Stored items:
######
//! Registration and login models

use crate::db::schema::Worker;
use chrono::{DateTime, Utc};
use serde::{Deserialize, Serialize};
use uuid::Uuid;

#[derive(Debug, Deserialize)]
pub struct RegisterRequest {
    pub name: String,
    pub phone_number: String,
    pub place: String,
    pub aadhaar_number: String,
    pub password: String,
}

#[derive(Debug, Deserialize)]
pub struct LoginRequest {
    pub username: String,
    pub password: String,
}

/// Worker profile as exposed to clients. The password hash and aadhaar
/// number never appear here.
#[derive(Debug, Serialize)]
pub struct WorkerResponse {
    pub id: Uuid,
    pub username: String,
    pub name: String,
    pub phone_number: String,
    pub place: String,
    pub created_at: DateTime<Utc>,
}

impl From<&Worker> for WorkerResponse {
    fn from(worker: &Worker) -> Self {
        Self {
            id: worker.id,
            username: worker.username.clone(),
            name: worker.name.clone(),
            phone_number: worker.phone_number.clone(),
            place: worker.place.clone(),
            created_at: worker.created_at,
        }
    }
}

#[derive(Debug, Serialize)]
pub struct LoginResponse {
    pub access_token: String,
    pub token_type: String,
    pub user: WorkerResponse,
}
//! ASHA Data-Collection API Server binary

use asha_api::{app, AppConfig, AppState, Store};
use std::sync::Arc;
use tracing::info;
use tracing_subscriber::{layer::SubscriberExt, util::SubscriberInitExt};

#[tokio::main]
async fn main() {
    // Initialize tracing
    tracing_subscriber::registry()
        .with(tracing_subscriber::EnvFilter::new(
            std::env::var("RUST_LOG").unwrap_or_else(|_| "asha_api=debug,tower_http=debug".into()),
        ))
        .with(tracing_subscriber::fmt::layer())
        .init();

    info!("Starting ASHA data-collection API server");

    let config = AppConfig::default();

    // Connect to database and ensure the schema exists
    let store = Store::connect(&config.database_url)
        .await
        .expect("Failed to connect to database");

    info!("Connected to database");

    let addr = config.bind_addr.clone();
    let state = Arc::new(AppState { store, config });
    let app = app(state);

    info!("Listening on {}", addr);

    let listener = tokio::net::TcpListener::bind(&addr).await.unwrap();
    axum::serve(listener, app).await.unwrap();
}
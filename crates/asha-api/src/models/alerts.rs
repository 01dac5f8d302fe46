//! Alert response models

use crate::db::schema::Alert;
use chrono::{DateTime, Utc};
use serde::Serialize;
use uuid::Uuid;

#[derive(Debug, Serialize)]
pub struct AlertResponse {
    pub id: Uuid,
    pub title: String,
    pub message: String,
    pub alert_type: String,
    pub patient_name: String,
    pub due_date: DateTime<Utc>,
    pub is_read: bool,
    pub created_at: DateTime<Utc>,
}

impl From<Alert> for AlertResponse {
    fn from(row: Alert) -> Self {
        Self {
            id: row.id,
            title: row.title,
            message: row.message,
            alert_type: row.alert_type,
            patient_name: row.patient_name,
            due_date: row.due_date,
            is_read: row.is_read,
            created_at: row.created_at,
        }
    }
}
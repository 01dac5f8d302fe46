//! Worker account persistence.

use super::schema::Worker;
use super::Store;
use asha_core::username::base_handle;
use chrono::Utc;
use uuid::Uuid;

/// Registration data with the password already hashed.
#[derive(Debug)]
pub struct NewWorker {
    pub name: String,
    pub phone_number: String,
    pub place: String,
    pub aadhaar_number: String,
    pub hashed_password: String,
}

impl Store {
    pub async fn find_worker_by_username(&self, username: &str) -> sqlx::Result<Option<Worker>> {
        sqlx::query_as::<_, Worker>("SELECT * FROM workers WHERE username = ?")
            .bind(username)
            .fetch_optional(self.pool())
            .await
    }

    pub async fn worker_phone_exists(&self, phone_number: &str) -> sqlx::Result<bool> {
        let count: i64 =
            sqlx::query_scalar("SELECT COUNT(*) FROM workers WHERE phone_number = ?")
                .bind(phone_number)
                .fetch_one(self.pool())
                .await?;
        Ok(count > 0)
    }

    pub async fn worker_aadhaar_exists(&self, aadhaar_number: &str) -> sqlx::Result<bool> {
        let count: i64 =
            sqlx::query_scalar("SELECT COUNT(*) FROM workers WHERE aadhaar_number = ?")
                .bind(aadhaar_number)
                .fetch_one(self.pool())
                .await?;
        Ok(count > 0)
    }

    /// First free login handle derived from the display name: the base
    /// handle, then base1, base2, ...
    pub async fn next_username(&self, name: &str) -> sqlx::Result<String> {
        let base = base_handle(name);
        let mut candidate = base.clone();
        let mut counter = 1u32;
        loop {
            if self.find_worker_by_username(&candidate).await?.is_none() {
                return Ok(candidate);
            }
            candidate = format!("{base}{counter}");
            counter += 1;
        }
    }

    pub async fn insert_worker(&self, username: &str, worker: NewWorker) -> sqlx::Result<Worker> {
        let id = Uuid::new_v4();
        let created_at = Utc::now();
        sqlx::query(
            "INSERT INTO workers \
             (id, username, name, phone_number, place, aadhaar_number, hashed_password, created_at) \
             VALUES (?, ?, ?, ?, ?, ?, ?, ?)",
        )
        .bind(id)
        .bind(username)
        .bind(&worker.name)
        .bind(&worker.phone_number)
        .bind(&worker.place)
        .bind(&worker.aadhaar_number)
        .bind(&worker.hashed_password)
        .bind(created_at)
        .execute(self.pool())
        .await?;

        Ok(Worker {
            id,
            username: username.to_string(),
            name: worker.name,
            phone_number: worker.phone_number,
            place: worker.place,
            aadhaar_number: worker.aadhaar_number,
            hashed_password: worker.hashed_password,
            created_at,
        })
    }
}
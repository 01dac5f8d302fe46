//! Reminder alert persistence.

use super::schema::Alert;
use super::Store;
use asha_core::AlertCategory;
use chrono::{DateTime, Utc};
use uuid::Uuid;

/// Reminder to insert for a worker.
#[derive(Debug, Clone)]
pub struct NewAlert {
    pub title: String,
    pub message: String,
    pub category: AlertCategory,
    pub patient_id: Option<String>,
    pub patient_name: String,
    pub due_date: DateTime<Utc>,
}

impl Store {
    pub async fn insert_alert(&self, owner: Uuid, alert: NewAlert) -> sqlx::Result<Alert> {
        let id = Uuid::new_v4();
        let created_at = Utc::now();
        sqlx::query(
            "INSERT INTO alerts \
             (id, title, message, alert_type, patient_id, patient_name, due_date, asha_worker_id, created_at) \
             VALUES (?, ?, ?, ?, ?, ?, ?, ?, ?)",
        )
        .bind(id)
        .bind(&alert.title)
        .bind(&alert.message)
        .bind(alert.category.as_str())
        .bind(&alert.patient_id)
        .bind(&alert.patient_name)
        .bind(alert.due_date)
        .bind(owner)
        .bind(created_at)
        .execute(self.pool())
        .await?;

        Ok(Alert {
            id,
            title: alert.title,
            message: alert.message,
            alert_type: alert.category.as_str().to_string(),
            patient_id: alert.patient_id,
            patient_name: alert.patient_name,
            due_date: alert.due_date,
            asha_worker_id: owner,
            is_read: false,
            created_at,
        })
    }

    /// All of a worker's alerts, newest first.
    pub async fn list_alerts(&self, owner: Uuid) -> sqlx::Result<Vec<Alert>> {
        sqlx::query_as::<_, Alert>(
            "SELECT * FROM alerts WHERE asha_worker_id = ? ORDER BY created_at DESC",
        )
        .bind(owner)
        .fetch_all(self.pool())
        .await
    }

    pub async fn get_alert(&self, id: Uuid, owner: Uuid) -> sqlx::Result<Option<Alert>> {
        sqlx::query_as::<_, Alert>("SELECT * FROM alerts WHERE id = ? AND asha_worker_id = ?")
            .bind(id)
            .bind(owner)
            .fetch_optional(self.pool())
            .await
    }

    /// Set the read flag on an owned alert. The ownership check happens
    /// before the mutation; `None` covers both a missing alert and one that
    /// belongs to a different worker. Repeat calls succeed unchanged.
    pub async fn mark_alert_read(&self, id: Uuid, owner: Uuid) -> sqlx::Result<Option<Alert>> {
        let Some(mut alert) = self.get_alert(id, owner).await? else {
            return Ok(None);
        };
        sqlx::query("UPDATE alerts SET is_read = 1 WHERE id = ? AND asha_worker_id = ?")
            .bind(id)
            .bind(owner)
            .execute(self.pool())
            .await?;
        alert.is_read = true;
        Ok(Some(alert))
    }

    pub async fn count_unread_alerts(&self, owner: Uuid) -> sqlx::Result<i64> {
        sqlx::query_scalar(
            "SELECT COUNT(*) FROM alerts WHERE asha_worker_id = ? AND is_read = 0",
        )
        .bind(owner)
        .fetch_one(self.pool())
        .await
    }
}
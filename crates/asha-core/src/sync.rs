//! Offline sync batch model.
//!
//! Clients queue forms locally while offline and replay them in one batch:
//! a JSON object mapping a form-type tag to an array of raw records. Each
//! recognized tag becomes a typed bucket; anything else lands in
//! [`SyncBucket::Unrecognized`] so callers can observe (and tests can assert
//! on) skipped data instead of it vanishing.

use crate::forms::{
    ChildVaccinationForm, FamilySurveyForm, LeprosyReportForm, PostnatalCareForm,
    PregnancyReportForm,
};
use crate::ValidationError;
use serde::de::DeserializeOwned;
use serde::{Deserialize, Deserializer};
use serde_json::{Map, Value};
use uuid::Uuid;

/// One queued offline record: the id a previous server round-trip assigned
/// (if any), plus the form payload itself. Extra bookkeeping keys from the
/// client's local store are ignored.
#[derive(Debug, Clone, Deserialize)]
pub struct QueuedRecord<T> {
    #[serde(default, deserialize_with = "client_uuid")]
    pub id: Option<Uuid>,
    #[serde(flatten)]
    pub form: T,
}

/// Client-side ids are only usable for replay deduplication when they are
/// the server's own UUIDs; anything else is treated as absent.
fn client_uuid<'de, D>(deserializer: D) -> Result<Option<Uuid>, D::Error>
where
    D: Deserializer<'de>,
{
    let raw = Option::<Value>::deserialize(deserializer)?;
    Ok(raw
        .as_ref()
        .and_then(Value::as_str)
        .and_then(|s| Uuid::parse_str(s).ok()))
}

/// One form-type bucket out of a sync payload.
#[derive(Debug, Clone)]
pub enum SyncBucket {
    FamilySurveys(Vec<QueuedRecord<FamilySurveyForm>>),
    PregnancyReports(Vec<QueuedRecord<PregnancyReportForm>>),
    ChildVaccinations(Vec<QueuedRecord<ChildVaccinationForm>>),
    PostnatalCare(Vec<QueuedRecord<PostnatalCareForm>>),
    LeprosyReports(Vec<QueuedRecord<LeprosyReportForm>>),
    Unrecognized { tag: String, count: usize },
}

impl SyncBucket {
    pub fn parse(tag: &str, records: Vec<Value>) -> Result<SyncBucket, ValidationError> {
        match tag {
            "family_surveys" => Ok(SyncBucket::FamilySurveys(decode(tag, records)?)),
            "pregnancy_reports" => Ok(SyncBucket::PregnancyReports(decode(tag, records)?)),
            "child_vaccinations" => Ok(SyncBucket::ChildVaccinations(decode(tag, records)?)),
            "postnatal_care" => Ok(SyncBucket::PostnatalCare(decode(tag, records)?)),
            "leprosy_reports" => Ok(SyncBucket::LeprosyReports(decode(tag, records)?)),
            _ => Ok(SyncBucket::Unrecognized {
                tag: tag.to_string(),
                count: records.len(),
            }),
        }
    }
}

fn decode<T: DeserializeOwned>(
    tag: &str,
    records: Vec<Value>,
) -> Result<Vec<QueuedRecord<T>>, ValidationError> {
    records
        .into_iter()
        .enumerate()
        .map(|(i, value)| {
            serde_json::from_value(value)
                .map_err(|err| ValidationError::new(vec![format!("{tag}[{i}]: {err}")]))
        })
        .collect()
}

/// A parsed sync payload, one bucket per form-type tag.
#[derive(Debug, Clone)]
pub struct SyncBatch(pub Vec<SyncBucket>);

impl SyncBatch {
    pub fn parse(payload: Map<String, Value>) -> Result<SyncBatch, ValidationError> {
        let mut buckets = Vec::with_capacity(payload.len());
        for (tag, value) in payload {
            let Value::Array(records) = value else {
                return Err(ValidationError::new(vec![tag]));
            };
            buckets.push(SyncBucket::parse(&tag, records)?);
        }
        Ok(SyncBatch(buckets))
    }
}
######
For the word "AppConfig", show every line of the entries that holds it.

→ Solution to this task:
use asha_api::{app, AppConfig, AppState, Store};
    let config = AppConfig::default();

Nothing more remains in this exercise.